Records contained in a dataset:
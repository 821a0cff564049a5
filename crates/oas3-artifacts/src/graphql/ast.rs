//! Structured GraphQL schema, serializable both ways so the `json` output
//! format can be fed back into the SDL renderer.

use serde::{Deserialize, Serialize};

#[derive(Debug, Clone, Default, Serialize, Deserialize)]
pub struct GraphQLSchema {
  pub types: Vec<TypeDef>,
  pub queries: Vec<FieldDef>,
  pub mutations: Vec<FieldDef>,
  pub inputs: Vec<InputDef>,
  pub enums: Vec<EnumDef>,
}

#[derive(Debug, Clone, Serialize, Deserialize)]
pub struct TypeDef {
  pub name: String,
  #[serde(skip_serializing_if = "Option::is_none")]
  pub description: Option<String>,
  pub fields: Vec<Field>,
}

#[derive(Debug, Clone, Serialize, Deserialize)]
pub struct InputDef {
  pub name: String,
  #[serde(skip_serializing_if = "Option::is_none")]
  pub description: Option<String>,
  pub fields: Vec<Field>,
}

#[derive(Debug, Clone, Serialize, Deserialize)]
pub struct EnumDef {
  pub name: String,
  #[serde(skip_serializing_if = "Option::is_none")]
  pub description: Option<String>,
  pub values: Vec<EnumValue>,
}

#[derive(Debug, Clone, Serialize, Deserialize)]
pub struct EnumValue {
  pub name: String,
  pub value: String,
  #[serde(skip_serializing_if = "Option::is_none")]
  pub description: Option<String>,
}

#[derive(Debug, Clone, Serialize, Deserialize)]
pub struct Field {
  pub name: String,
  #[serde(rename = "type")]
  pub field_type: String,
  #[serde(skip_serializing_if = "Option::is_none")]
  pub description: Option<String>,
  pub nullable: bool,
  pub list: bool,
}

/// A Query or Mutation field, with the REST binding it resolves to.
#[derive(Debug, Clone, Serialize, Deserialize)]
pub struct FieldDef {
  pub name: String,
  #[serde(skip_serializing_if = "Option::is_none")]
  pub description: Option<String>,
  #[serde(rename = "returnType")]
  pub return_type: String,
  pub args: Vec<Argument>,
  pub resolver: Resolver,
}

#[derive(Debug, Clone, Serialize, Deserialize)]
pub struct Argument {
  pub name: String,
  #[serde(rename = "type")]
  pub arg_type: String,
  #[serde(skip_serializing_if = "Option::is_none")]
  pub description: Option<String>,
  pub nullable: bool,
}

/// Where a generated field would dispatch at runtime.
#[derive(Debug, Clone, Serialize, Deserialize)]
pub struct Resolver {
  pub method: String,
  pub path: String,
  pub operation: String,
}
//! GraphQL schema derivation from an OpenAPI document.
//!
//! GET operations become Query fields, every other method becomes a Mutation
//! field. Each object schema yields both an output type and a same-shaped
//! input type because GraphQL keeps the two namespaces apart; the input may
//! end up unused when no mutation takes it, which is accepted.

pub mod ast;
pub mod sdl;

use self::ast::{Argument, EnumDef, EnumValue, Field, FieldDef, GraphQLSchema, InputDef, Resolver, TypeDef};
use crate::{
  naming,
  spec::{Document, HttpMethod, Operation, Schema, SchemaKind, SchemaType},
};

pub struct GraphQLEmitter<'a> {
  document: &'a Document,
}

impl<'a> GraphQLEmitter<'a> {
  #[must_use]
  pub fn new(document: &'a Document) -> Self {
    Self { document }
  }

  /// Builds the structured schema. Rendering to SDL is a separate step, see
  /// [`sdl::render`].
  #[must_use]
  pub fn emit(&self) -> GraphQLSchema {
    let mut schema = GraphQLSchema::default();

    if let Some(schemas) = self.document.schemas() {
      for (name, node) in schemas {
        if node.enum_values.is_some() {
          schema.enums.push(Self::enum_def(name, node));
        } else if node.schema_type == Some(SchemaType::Object) || node.properties.is_some() {
          schema.types.push(Self::type_def(name, node));
          schema.inputs.push(Self::input_def(&format!("{name}Input"), node));
        }
      }
    }

    for (path, method, operation) in self.document.operations() {
      match method {
        HttpMethod::Get => schema.queries.push(Self::field_def(method, path, operation)),
        _ => schema.mutations.push(Self::mutation_def(method, path, operation)),
      }
    }

    schema
  }

  fn enum_def(name: &str, schema: &Schema) -> EnumDef {
    let values = schema
      .enum_values
      .as_deref()
      .unwrap_or_default()
      .iter()
      .map(|value| {
        let text = match value {
          serde_json::Value::String(text) => text.clone(),
          other => other.to_string(),
        };
        EnumValue {
          name: naming::graphql_enum_variant(&text),
          value: text.clone(),
          description: Some(format!("Enum value: {text}")),
        }
      })
      .collect();

    EnumDef {
      name: naming::graphql_type_name(name),
      description: schema.description.clone().or_else(|| Some(format!("Enum for {name}"))),
      values,
    }
  }

  fn type_def(name: &str, schema: &Schema) -> TypeDef {
    TypeDef {
      name: naming::graphql_type_name(name),
      description: schema
        .description
        .clone()
        .or_else(|| Some(format!("Type representing {name}"))),
      fields: Self::fields(schema, output_type),
    }
  }

  fn input_def(name: &str, schema: &Schema) -> InputDef {
    InputDef {
      name: naming::graphql_type_name(name),
      description: schema.description.clone().or_else(|| Some(format!("Input type for {name}"))),
      fields: Self::fields(schema, input_type),
    }
  }

  fn fields(schema: &Schema, mapper: fn(&Schema) -> String) -> Vec<Field> {
    schema
      .properties
      .as_ref()
      .map(|properties| {
        properties
          .iter()
          .map(|(property_name, property)| Field {
            name: naming::graphql_field_name(property_name),
            field_type: mapper(property),
            description: property.description.clone(),
            nullable: !schema.is_property_required(property_name),
            list: property.schema_type == Some(SchemaType::Array),
          })
          .collect()
      })
      .unwrap_or_default()
  }

  fn field_def(method: HttpMethod, path: &str, operation: &Operation) -> FieldDef {
    let name = Self::operation_name(method, path, operation);

    FieldDef {
      name: name.clone(),
      description: operation.doc().map(str::to_string),
      return_type: Self::return_type(operation),
      args: Self::arguments(operation),
      resolver: Resolver {
        method: method.verb().to_string(),
        path: path.to_string(),
        operation: operation.operation_id.clone().unwrap_or(name),
      },
    }
  }

  fn mutation_def(method: HttpMethod, path: &str, operation: &Operation) -> FieldDef {
    let mut field = Self::field_def(method, path, operation);

    if let Some(body) = operation.request_body.as_ref() {
      if let Some(schema) = operation.json_request_schema() {
        field.args.push(Argument {
          name: "input".to_string(),
          arg_type: input_type(schema),
          description: Some("Input data for the mutation".to_string()),
          nullable: !body.required.unwrap_or(false),
        });
      }
    }

    field
  }

  fn arguments(operation: &Operation) -> Vec<Argument> {
    operation
      .parameters
      .as_deref()
      .unwrap_or_default()
      .iter()
      .map(|parameter| Argument {
        name: naming::graphql_field_name(&parameter.name),
        arg_type: output_type(&parameter.schema),
        description: parameter.description.clone(),
        nullable: !parameter.is_required(),
      })
      .collect()
  }

  /// camelCased `operationId` when present; otherwise a verb prefix joined to
  /// the last non-parameter path segment.
  fn operation_name(method: HttpMethod, path: &str, operation: &Operation) -> String {
    if let Some(operation_id) = operation.operation_id.as_deref() {
      return naming::graphql_field_name(operation_id);
    }

    let last_segment = path
      .split('/')
      .filter(|segment| !segment.is_empty() && !segment.starts_with('{'))
      .next_back()
      .unwrap_or("resource");

    let prefix = match method {
      HttpMethod::Get => {
        if path.contains('{') {
          "get"
        } else {
          "list"
        }
      }
      HttpMethod::Post => "create",
      HttpMethod::Put | HttpMethod::Patch => "update",
      HttpMethod::Delete => "delete",
    };

    format!("{prefix}{}", naming::pascal_segment(last_segment))
  }

  /// First of 200/201/204: no content at all maps to `Boolean`, content
  /// without a JSON schema to `String`, JSON content through the output-type
  /// mapper.
  fn return_type(operation: &Operation) -> String {
    let response = ["200", "201", "204"]
      .iter()
      .find_map(|status| operation.responses.get(*status));

    let Some(response) = response else {
      return "Boolean".to_string();
    };
    let Some(content) = response.content.as_ref() else {
      return "Boolean".to_string();
    };

    content
      .get(crate::spec::JSON_MEDIA_TYPE)
      .map_or_else(|| "String".to_string(), |media| output_type(&media.schema))
  }
}

/// Output-position mapping of a schema node to a GraphQL type expression.
pub fn output_type(schema: &Schema) -> String {
  match schema.kind() {
    SchemaKind::Reference(_) => naming::graphql_type_name(schema.ref_name().unwrap_or_default()),
    SchemaKind::Enumeration(_) | SchemaKind::Primitive(SchemaType::String) => "String".to_string(),
    SchemaKind::Primitive(SchemaType::Integer) => "Int".to_string(),
    SchemaKind::Primitive(SchemaType::Number) => "Float".to_string(),
    SchemaKind::Primitive(SchemaType::Boolean) => "Boolean".to_string(),
    SchemaKind::Primitive(SchemaType::Array) => {
      let element = schema.items.as_deref().map_or_else(|| "String".to_string(), output_type);
      format!("[{element}]")
    }
    // No inline anonymous object types are synthesized; a generic scalar
    // stands in.
    SchemaKind::Primitive(SchemaType::Object) => "JSON".to_string(),
    SchemaKind::Union(_) | SchemaKind::Unknown => "String".to_string(),
  }
}

/// Input-position mapping: referenced names gain an `Input` suffix, the JSON
/// scalar swaps for `JSONInput`.
pub fn input_type(schema: &Schema) -> String {
  if let SchemaKind::Reference(_) = schema.kind() {
    let name = schema.ref_name().unwrap_or_default();
    return naming::graphql_type_name(&format!("{name}Input"));
  }

  let base = output_type(schema);

  if let Some(inner) = base.strip_prefix('[').and_then(|rest| rest.strip_suffix(']')) {
    let element = if inner == "JSON" { "JSONInput".to_string() } else { format!("{inner}Input") };
    return format!("[{element}]");
  }

  if base == "JSON" {
    return "JSONInput".to_string();
  }

  base
}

■ PROBLEM TO SOLVE: Above are the records; please copy exactly their first line and each line after it through the line containing "pub struct GraphQLSchema", and no line after that.

■ WRITTEN RESPONSE:
repository 821a0cff564049a5
filename crates/oas3-artifacts/src/graphql/ast.rs
//! Structured GraphQL schema, serializable both ways so the `json` output
//! format can be fed back into the SDL renderer.

use serde::{Deserialize, Serialize};

#[derive(Debug, Clone, Default, Serialize, Deserialize)]
pub struct GraphQLSchema {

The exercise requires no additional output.